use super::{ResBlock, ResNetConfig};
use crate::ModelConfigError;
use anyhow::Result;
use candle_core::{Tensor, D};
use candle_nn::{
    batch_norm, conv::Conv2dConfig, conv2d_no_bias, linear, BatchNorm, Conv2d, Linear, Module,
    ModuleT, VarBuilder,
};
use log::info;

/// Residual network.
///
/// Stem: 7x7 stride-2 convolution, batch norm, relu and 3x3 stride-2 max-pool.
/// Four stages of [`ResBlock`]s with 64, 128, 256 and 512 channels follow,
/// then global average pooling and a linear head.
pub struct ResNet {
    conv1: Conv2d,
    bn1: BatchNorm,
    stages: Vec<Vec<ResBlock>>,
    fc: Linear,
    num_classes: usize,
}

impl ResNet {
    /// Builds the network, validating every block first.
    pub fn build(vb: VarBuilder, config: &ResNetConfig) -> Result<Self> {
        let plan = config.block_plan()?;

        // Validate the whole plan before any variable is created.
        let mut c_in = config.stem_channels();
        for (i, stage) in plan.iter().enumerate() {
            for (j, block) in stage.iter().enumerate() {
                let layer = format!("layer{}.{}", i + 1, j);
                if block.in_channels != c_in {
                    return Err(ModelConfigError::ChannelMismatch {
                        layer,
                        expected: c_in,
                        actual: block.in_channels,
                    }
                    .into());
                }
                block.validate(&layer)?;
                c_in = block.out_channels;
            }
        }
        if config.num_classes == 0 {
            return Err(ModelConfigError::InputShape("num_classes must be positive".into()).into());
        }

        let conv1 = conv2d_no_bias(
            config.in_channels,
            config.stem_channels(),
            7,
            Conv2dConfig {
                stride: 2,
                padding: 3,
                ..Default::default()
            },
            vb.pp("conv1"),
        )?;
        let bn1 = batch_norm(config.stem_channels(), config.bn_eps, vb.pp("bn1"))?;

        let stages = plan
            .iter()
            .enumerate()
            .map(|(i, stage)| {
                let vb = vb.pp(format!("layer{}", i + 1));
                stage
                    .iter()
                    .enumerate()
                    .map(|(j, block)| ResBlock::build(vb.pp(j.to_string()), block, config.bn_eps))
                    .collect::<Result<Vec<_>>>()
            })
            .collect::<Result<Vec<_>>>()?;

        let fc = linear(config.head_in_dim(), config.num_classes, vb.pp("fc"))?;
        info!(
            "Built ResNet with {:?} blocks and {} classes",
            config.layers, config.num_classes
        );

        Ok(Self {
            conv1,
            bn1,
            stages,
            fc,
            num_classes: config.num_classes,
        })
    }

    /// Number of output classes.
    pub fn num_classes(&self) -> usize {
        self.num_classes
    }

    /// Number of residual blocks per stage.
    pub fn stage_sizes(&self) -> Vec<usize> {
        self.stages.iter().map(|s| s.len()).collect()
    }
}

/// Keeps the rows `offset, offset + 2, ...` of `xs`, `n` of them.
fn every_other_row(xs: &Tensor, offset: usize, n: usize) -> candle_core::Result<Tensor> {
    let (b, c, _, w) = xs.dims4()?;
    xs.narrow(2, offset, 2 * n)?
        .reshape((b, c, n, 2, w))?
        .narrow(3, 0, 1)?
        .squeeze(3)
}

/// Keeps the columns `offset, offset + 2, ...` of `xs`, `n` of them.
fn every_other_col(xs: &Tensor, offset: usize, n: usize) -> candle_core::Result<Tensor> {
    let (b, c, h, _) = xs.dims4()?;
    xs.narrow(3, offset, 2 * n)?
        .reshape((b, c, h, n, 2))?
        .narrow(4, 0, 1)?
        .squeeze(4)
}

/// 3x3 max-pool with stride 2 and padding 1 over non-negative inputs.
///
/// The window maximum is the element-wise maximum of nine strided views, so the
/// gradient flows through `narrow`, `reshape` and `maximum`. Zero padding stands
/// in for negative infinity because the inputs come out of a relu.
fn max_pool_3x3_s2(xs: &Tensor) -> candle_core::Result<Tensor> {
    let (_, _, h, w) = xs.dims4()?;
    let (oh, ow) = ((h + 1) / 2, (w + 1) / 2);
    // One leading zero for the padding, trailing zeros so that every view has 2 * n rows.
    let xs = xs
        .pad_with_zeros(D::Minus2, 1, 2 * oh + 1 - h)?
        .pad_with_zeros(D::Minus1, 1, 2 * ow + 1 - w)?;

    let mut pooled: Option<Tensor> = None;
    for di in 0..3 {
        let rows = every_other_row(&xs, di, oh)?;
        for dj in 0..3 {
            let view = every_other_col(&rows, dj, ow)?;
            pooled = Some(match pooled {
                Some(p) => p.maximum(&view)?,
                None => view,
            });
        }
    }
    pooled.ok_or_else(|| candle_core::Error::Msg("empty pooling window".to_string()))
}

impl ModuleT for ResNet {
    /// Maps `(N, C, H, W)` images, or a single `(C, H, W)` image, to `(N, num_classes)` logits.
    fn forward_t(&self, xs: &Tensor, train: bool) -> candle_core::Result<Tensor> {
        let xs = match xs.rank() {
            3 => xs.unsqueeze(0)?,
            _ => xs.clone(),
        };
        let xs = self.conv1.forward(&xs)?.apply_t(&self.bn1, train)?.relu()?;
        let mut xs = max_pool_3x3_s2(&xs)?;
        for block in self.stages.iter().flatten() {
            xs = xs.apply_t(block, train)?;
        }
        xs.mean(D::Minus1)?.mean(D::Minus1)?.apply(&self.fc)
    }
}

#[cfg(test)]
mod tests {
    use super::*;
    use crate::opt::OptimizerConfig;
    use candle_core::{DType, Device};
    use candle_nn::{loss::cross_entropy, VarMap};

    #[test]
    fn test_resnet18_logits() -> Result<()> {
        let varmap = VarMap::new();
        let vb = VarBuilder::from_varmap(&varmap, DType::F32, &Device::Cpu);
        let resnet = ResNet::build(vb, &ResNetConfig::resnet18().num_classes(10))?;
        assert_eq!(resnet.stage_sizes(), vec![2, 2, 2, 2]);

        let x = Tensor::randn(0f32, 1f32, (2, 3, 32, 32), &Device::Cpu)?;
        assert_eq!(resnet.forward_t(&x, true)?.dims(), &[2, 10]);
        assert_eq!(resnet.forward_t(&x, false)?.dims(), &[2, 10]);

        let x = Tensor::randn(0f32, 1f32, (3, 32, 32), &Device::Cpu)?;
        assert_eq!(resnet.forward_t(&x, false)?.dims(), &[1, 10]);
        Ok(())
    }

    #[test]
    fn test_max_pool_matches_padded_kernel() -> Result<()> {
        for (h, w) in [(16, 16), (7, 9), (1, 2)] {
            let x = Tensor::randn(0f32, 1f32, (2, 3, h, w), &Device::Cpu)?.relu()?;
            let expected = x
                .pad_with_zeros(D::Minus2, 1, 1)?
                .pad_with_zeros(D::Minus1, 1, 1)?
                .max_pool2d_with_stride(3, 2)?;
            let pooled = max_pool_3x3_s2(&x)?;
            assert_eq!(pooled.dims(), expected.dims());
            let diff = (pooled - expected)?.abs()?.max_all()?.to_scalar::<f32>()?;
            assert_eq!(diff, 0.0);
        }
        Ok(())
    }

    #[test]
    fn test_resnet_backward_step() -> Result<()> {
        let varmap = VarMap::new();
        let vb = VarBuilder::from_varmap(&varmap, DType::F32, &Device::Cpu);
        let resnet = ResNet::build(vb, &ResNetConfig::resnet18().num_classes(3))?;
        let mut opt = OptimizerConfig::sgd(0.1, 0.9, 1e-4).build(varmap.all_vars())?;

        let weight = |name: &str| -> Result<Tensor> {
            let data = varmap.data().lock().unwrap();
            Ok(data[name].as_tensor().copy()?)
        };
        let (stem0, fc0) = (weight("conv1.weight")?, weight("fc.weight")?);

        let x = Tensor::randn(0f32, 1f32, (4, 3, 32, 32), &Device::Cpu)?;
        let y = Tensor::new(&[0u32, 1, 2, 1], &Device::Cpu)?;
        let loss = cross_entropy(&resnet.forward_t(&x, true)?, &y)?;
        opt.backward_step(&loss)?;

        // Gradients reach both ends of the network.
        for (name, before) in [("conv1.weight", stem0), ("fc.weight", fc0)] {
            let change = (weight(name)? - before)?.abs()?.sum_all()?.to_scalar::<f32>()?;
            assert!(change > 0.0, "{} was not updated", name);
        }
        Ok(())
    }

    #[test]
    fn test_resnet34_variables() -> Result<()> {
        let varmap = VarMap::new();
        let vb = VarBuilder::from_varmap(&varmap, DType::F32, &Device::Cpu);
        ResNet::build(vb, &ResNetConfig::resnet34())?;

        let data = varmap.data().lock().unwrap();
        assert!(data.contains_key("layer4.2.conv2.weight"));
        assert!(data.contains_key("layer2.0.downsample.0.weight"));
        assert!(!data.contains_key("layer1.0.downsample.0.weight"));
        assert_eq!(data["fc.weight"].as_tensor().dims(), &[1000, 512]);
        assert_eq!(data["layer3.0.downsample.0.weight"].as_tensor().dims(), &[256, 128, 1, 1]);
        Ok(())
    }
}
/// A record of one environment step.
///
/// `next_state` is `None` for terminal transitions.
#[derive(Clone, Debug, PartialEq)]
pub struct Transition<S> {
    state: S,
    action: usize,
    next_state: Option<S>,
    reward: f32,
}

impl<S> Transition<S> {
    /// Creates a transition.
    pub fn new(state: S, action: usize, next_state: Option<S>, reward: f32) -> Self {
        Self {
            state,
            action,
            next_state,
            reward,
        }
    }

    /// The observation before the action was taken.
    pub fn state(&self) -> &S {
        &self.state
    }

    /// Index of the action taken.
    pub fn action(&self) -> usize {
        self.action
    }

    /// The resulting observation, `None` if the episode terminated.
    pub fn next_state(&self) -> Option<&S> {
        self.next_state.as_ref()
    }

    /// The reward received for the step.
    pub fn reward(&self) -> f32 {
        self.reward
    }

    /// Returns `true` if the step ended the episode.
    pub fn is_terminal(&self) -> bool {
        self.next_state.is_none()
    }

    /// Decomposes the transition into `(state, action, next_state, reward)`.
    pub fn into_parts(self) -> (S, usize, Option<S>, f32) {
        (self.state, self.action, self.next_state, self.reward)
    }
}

━━━

Considering only lines that hold the word "blocks", work out how many appear in the listing above and give that number only.

Answer section:
2